Martin Neff - Chefökonom Raiffeisen Genossenschaft
Martin Neff – Chefökonom Raiffeisen Genossenschaft

Ich war irgendwie schon immer ein Industriefan. Da wird schliesslich noch etwas produziert, das man nicht nur sehen sondern auch anfassen kann. Etwas, das einem nach dem Erwerb direkten und unmittelbaren Nutzen stiftet, nicht selten sogar Emotionen freisetzt. Manche (Männer) sind bekanntlich völlig aus dem Häuschen, wenn sie sich ihr neues Auto vorstellen. Eine Armbanduhr kann Euphorie hervorrufen, genauso wie Designerunterwäsche, modische Klamotten oder meinetwegen auch ein Handy. Nicht zu vergessen ein gutes Mahl, von Hand und mit Liebe gezaubert.
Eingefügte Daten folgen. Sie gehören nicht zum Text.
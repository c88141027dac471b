//! Retrying transport
//!
//! Wraps a [`Transport`] in a bounded backoff loop:
//!
//! ```text
//! ATTEMPTING --valid body--------------------> SUCCEEDED
//! ATTEMPTING --retryable, attempts left------> WAITING --sleep--> ATTEMPTING
//! ATTEMPTING --retryable, no attempts left---> EXHAUSTED
//! ATTEMPTING --fatal-------------------------> (error returned as-is)
//! ```
//!
//! Validation failures go through the same loop as transport failures.
//! Cancellation is observed before each attempt, while sending and while
//! sleeping.

use super::rate_limit::RateLimiter;
use super::request::Request;
use super::retry::{RetryPolicy, Validation, Validator};
use super::transport::Transport;
use crate::error::{Error, Result};
use tokio_util::sync::CancellationToken;
use tracing::{debug, warn};

/// Transport that retries retryable failures under a [`RetryPolicy`]
pub struct RetryingTransport<T> {
    transport: T,
    policy: RetryPolicy,
    rate_limiter: Option<RateLimiter>,
    cancel: CancellationToken,
}

impl<T: Transport> RetryingTransport<T> {
    /// Create a retrying transport
    pub fn new(transport: T, policy: RetryPolicy) -> Self {
        Self {
            transport,
            policy,
            rate_limiter: None,
            cancel: CancellationToken::new(),
        }
    }

    /// Throttle attempts through a rate limiter
    #[must_use]
    pub fn with_rate_limiter(mut self, limiter: RateLimiter) -> Self {
        self.rate_limiter = Some(limiter);
        self
    }

    /// Abort retries when the token is cancelled
    #[must_use]
    pub fn with_cancellation(mut self, token: CancellationToken) -> Self {
        self.cancel = token;
        self
    }

    /// The retry policy in effect
    pub fn policy(&self) -> &RetryPolicy {
        &self.policy
    }

    /// The cancellation token observed by this transport
    pub fn cancellation_token(&self) -> &CancellationToken {
        &self.cancel
    }

    /// Send a request until it yields a body accepted by `validate`
    ///
    /// Returns the last underlying failure wrapped in
    /// [`Error::RetriesExhausted`] once `max_attempts` sends have failed.
    pub async fn send(&self, request: &Request, validate: &Validator) -> Result<String> {
        let max_attempts = self.policy.max_attempts.max(1);
        let mut attempt = 0;

        loop {
            if self.cancel.is_cancelled() {
                return Err(Error::Cancelled { attempts: attempt });
            }

            if let Some(ref limiter) = self.rate_limiter {
                tokio::select! {
                    () = limiter.wait() => {}
                    () = self.cancel.cancelled() => {
                        return Err(Error::Cancelled { attempts: attempt });
                    }
                }
            }

            attempt += 1;

            let outcome = tokio::select! {
                outcome = self.attempt(request, validate) => outcome,
                () = self.cancel.cancelled() => {
                    return Err(Error::Cancelled { attempts: attempt });
                }
            };

            let error = match outcome {
                Ok(body) => {
                    debug!(attempt, "Request succeeded");
                    return Ok(body);
                }
                Err(e) => e,
            };

            if !error.is_retryable() {
                return Err(error);
            }

            if attempt >= max_attempts {
                warn!(
                    attempts = attempt,
                    reason = %error,
                    "Retries exhausted"
                );
                return Err(Error::RetriesExhausted {
                    attempts: attempt,
                    last: Box::new(error),
                });
            }

            let delay = self.policy.delay_for_attempt(attempt);
            warn!(
                attempt,
                max_attempts,
                delay_ms = delay.as_millis() as u64,
                reason = %error,
                "Request failed, retrying in {:?}",
                delay
            );

            tokio::select! {
                () = tokio::time::sleep(delay) => {}
                () = self.cancel.cancelled() => {
                    return Err(Error::Cancelled { attempts: attempt });
                }
            }
        }
    }

    /// One send plus validation
    async fn attempt(&self, request: &Request, validate: &Validator) -> Result<String> {
        let body = self
            .transport
            .send(request, self.policy.timeout_per_attempt)
            .await?;

        match validate.check(&body) {
            Validation::Valid => Ok(body),
            Validation::Invalid(reason) => Err(Error::validation(reason)),
        }
    }
}

impl<T> std::fmt::Debug for RetryingTransport<T> {
    fn fmt(&self, f: &mut std::fmt::Formatter<'_>) -> std::fmt::Result {
        f.debug_struct("RetryingTransport")
            .field("policy", &self.policy)
            .field("has_rate_limiter", &self.rate_limiter.is_some())
            .field("cancelled", &self.cancel.is_cancelled())
            .finish_non_exhaustive()
    }
}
Und wenn man einen Nagel mit dem Hammer in die Wand schlägt, sonst wie rumwerkelt oder den Rasen mäht, dann sieht man danach eins zu eins, was man getan hat. Ein solches Gefühl vermittelt mir keine Beratung.
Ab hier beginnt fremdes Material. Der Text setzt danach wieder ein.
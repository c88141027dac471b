//! Pagination types
//!
//! Defines where records and continuation tokens live in a page body, and the
//! append-only result set a walk produces.

use crate::error::{Error, Result};
use serde::{Deserialize, Serialize};
use serde_json::Value;

/// Location of the data and cursor sections in a page body
#[derive(Debug, Clone, PartialEq, Eq, Serialize, Deserialize)]
pub struct PageShape {
    /// Dotted path to the record array (e.g., "data")
    #[serde(default = "default_data_path")]
    pub data_path: String,
    /// Dotted path to the continuation token (e.g., "meta.next_token")
    #[serde(default = "default_cursor_path")]
    pub cursor_path: String,
    /// Query parameter that carries the token on the next request
    #[serde(default = "default_cursor_param")]
    pub cursor_param: String,
}

fn default_data_path() -> String {
    "data".to_string()
}

fn default_cursor_path() -> String {
    "meta.next_token".to_string()
}

fn default_cursor_param() -> String {
    "next_token".to_string()
}

impl Default for PageShape {
    fn default() -> Self {
        Self {
            data_path: default_data_path(),
            cursor_path: default_cursor_path(),
            cursor_param: default_cursor_param(),
        }
    }
}

impl PageShape {
    /// Create a page shape
    pub fn new(
        data_path: impl Into<String>,
        cursor_path: impl Into<String>,
        cursor_param: impl Into<String>,
    ) -> Self {
        Self {
            data_path: data_path.into(),
            cursor_path: cursor_path.into(),
            cursor_param: cursor_param.into(),
        }
    }
}

/// One fetched page
#[derive(Debug, Clone, PartialEq)]
pub struct Page {
    /// Raw response body
    pub raw: String,
    /// Parsed body
    pub body: Value,
    /// Records from the data section
    pub records: Vec<Value>,
    /// Continuation token; `None` marks the last page
    pub cursor: Option<String>,
}

impl Page {
    /// Parse a page body according to `shape`
    ///
    /// A missing data section means zero records. A missing, null or empty
    /// cursor means this is the last page.
    pub fn parse(raw: String, shape: &PageShape) -> Result<Self> {
        let body: Value = serde_json::from_str(&raw)?;

        let records = match extract_path(&body, &shape.data_path) {
            None | Some(Value::Null) => Vec::new(),
            Some(Value::Array(items)) => items.clone(),
            Some(other) => {
                return Err(Error::validation(format!(
                    "`{}` is not an array (found {})",
                    shape.data_path,
                    type_name(other)
                )))
            }
        };

        let cursor = match extract_path(&body, &shape.cursor_path) {
            Some(Value::String(s)) if !s.is_empty() => Some(s.clone()),
            Some(Value::Number(n)) => Some(n.to_string()),
            _ => None,
        };

        Ok(Self {
            raw,
            body,
            records,
            cursor,
        })
    }

    /// Check if this is the last page
    pub fn is_terminal(&self) -> bool {
        self.cursor.is_none()
    }
}

/// Ordered, append-only sequence of pages
#[derive(Debug, Clone, Default, PartialEq)]
pub struct ResultSet {
    pages: Vec<Page>,
}

impl ResultSet {
    /// Create an empty result set
    pub fn new() -> Self {
        Self::default()
    }

    /// Append a page
    pub fn push(&mut self, page: Page) {
        self.pages.push(page);
    }

    /// Number of pages
    pub fn len(&self) -> usize {
        self.pages.len()
    }

    /// Check if no page has been fetched
    pub fn is_empty(&self) -> bool {
        self.pages.is_empty()
    }

    /// Pages in fetch order
    pub fn pages(&self) -> &[Page] {
        &self.pages
    }

    /// Records of every page, in fetch order
    pub fn records(&self) -> impl Iterator<Item = &Value> {
        self.pages.iter().flat_map(|p| p.records.iter())
    }

    /// Total number of records
    pub fn record_count(&self) -> usize {
        self.pages.iter().map(|p| p.records.len()).sum()
    }

    /// Owned copy of every record, in fetch order
    pub fn to_records(&self) -> Vec<Value> {
        self.records().cloned().collect()
    }

    /// Owned copy of every page body, in fetch order
    pub fn to_page_bodies(&self) -> Vec<Value> {
        self.pages.iter().map(|p| p.body.clone()).collect()
    }
}

/// Follow a dotted path (`$.` prefix allowed) through nested objects
pub fn extract_path<'a>(value: &'a Value, path: &str) -> Option<&'a Value> {
    let path = path.strip_prefix("$.").unwrap_or(path);
    if path.is_empty() || path == "$" {
        return Some(value);
    }

    path.split('.').try_fold(value, |current, part| match current {
        Value::Object(map) => map.get(part),
        _ => None,
    })
}

fn type_name(value: &Value) -> &'static str {
    match value {
        Value::Null => "null",
        Value::Bool(_) => "bool",
        Value::Number(_) => "number",
        Value::String(_) => "string",
        Value::Array(_) => "array",
        Value::Object(_) => "object",
    }
}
Ich arbeite dennoch seit Jahrzehnten im Dienstleistungssektor, so wie die Mehrheit der Bevölkerung hierzulande auch. Zweimal jobbte ich u.a. während der Semesterferien in der Industrie. Ich war für einen Studenten damals sensationell hoch bezahlt, erspare Ihnen aber lieber die Details meiner Tätigkeiten, die wohl auch der Grund für die tolle Bezahlung waren. Nur so viel: sie waren das Gegenteil von sauber und ruhig. Die Vorstellung, eine solche Arbeit ein ganzes Leben lang zu verrichten, war Grund genug, mich für einen Job im Büro zu entscheiden. Der versprach doch etwas mehr «Convenience» und erst noch etwas Abwechslung im Vergleich zu einer Werkbank. Banking lag da natürlich besonders nahe. Das war damals extrem en vogue. Fast schon unverschämt gut bezahlt, imageträchtige Kulisse, hohes gesellschaftliches Ansehen und diverse Jobbereicherungen jeder Art, all dies machte die Banken einst zu unschlagbaren Konkurrenten im sogenannten Krieg um Talente. «Director» auf seiner Visitenkarte einer Bank und vermeintlich war man ein gemachter Mann so die Devise damals. Nur die Unternehmensberatungen standen zum Beginn meiner Berufslaufbahn noch höher im Kurs der Diskussionen über seine Zukunft in der Mensa. Klar musste man folglich Wirtschaft studieren oder Jura. Da winkte einem schliesslich das grosse Geld, ohne sich die Hände schmutzig zu machen.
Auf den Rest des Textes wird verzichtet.